Wednesday, October 16, 2024

Another Story Behind A Story

Farr House as it still looked when I ate dinner there.
The Memoirist, a Medium publication that is new to me, just published my memoir Eating at Shirley
Farr's House
in which I write about very much enjoying a restaurant in a mansion I later learned was once owned by someone who might not have been happy about me being there.

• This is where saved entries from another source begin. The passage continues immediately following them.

//! Mapping of Reelcast errors onto HTTP responses.

use axum::Json;
use axum::http::StatusCode;
use axum::response::{IntoResponse, Response};
use reelcast_error::{
    PublishErrorCategory, ReelcastError, ReelcastErrorKind, ServerError, ServerErrorKind,
    StorageErrorKind,
};
use serde_json::json;

/// Error returned by every handler.
///
/// Serializes as `{"error": "...", "code": "..."}`; the message carries the
/// inner kind only, without source locations.
#[derive(Debug)]
pub struct ApiError {
    status: StatusCode,
    code: &'static str,
    message: String,
}

impl ApiError {
    /// HTTP status of the response.
    pub fn status(&self) -> StatusCode {
        self.status
    }

    /// Stable machine-readable code.
    pub fn code(&self) -> &'static str {
        self.code
    }

    /// Human-readable message.
    pub fn message(&self) -> &str {
        &self.message
    }

    #[track_caller]
    pub(crate) fn bad_request(message: impl Into<String>) -> Self {
        ServerError::new(ServerErrorKind::BadRequest(message.into())).into()
    }

    #[track_caller]
    pub(crate) fn job_not_found(job_id: impl Into<String>) -> Self {
        ServerError::new(ServerErrorKind::JobNotFound(job_id.into())).into()
    }
}

impl From<ReelcastError> for ApiError {
    fn from(err: ReelcastError) -> Self {
        let (status, code, message) = match err.kind() {
            ReelcastErrorKind::Storage(e) => {
                let (status, code) = match &e.kind {
                    StorageErrorKind::NotFound(_) => (StatusCode::NOT_FOUND, "not_found"),
                    StorageErrorKind::MediaMissing(_) => (StatusCode::NOT_FOUND, "media_missing"),
                    StorageErrorKind::InvalidId(_) => (StatusCode::BAD_REQUEST, "invalid_id"),
                    StorageErrorKind::InvalidTransition(_) => {
                        (StatusCode::CONFLICT, "invalid_transition")
                    }
                    _ => (StatusCode::INTERNAL_SERVER_ERROR, "storage_error"),
                };
                (status, code, e.kind.to_string())
            }
            ReelcastErrorKind::Publish(e) => {
                let (status, code) = match e.category() {
                    PublishErrorCategory::Precondition => (StatusCode::CONFLICT, "publish_rejected"),
                    PublishErrorCategory::Configuration => {
                        (StatusCode::UNPROCESSABLE_ENTITY, "publish_not_configured")
                    }
                    PublishErrorCategory::Transport => (StatusCode::BAD_GATEWAY, "publish_failed"),
                };
                (status, code, e.kind.to_string())
            }
            ReelcastErrorKind::Config(e) => (
                StatusCode::UNPROCESSABLE_ENTITY,
                "config_error",
                e.message.clone(),
            ),
            ReelcastErrorKind::Generation(e) => {
                (StatusCode::BAD_GATEWAY, "generation_failed", e.kind.to_string())
            }
            ReelcastErrorKind::Media(e) => {
                (StatusCode::BAD_GATEWAY, "media_failed", e.kind.to_string())
            }
            ReelcastErrorKind::Server(e) => return e.clone().into(),
            ReelcastErrorKind::Http(e) => (
                StatusCode::INTERNAL_SERVER_ERROR,
                "internal_error",
                e.message.clone(),
            ),
            ReelcastErrorKind::Json(e) => (
                StatusCode::INTERNAL_SERVER_ERROR,
                "internal_error",
                e.message.clone(),
            ),
        };
        Self {
            status,
            code,
            message,
        }
    }
}

impl From<ServerError> for ApiError {
    fn from(err: ServerError) -> Self {
        let (status, code) = match &err.kind {
            ServerErrorKind::JobNotFound(_) => (StatusCode::NOT_FOUND, "job_not_found"),
            ServerErrorKind::BadRequest(_) => (StatusCode::BAD_REQUEST, "bad_request"),
            ServerErrorKind::Bind(_) | ServerErrorKind::Serve(_) => {
                (StatusCode::INTERNAL_SERVER_ERROR, "internal_error")
            }
        };
        Self {
            status,
            code,
            message: err.kind.to_string(),
        }
    }
}

impl IntoResponse for ApiError {
    fn into_response(self) -> Response {
        if self.status.is_server_error() {
            tracing::error!(code = self.code, error = %self.message, "Request failed");
        } else {
            tracing::debug!(code = self.code, error = %self.message, "Request rejected");
        }
        let body = json!({
            "error": self.message,
            "code": self.code,
        });
        (self.status, Json(body)).into_response()
    }
}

Once again, there is an interesting story beyond the story in the story.

In the Beginning


This memoir began as an essay for the one graduate course I took more than twenty years ago, an essay writing course at the University of Connecticut taught by Sam Pickering. Now, Pickering is the author of a few books of essays, but you can't find much about him on-line. Given the little I know of him from that class, I am not surprised. He did not seem to be an Internet-embracing kind of guy. At that point, none of the historical material was in the essay. The essay was about a local rube (me) who managed to get into a wealthy person's house by way of the restaurant someone had opened in it after her death, enjoy the place, and then it became even more of a wealthy person's place, ruining my bliss.

The History Involved


To make a long story short(er), the history involved in this story relates to the eugenics movement in the early twentieth century. There were eugenics fans all over the U.S, and the world, since some draw a line between American eugenics and the Nazis. You don't need to know much to think, Gee whiz, don't these things sound kind of similar? The Nazi connection may be why I never heard of eugenics while I was in high school or college, where I was a history minor. Even though I was in Vermont, which definitely was definitely up to its neck in eugenics. Who wants to have been involved with something with possible Holocaust connections?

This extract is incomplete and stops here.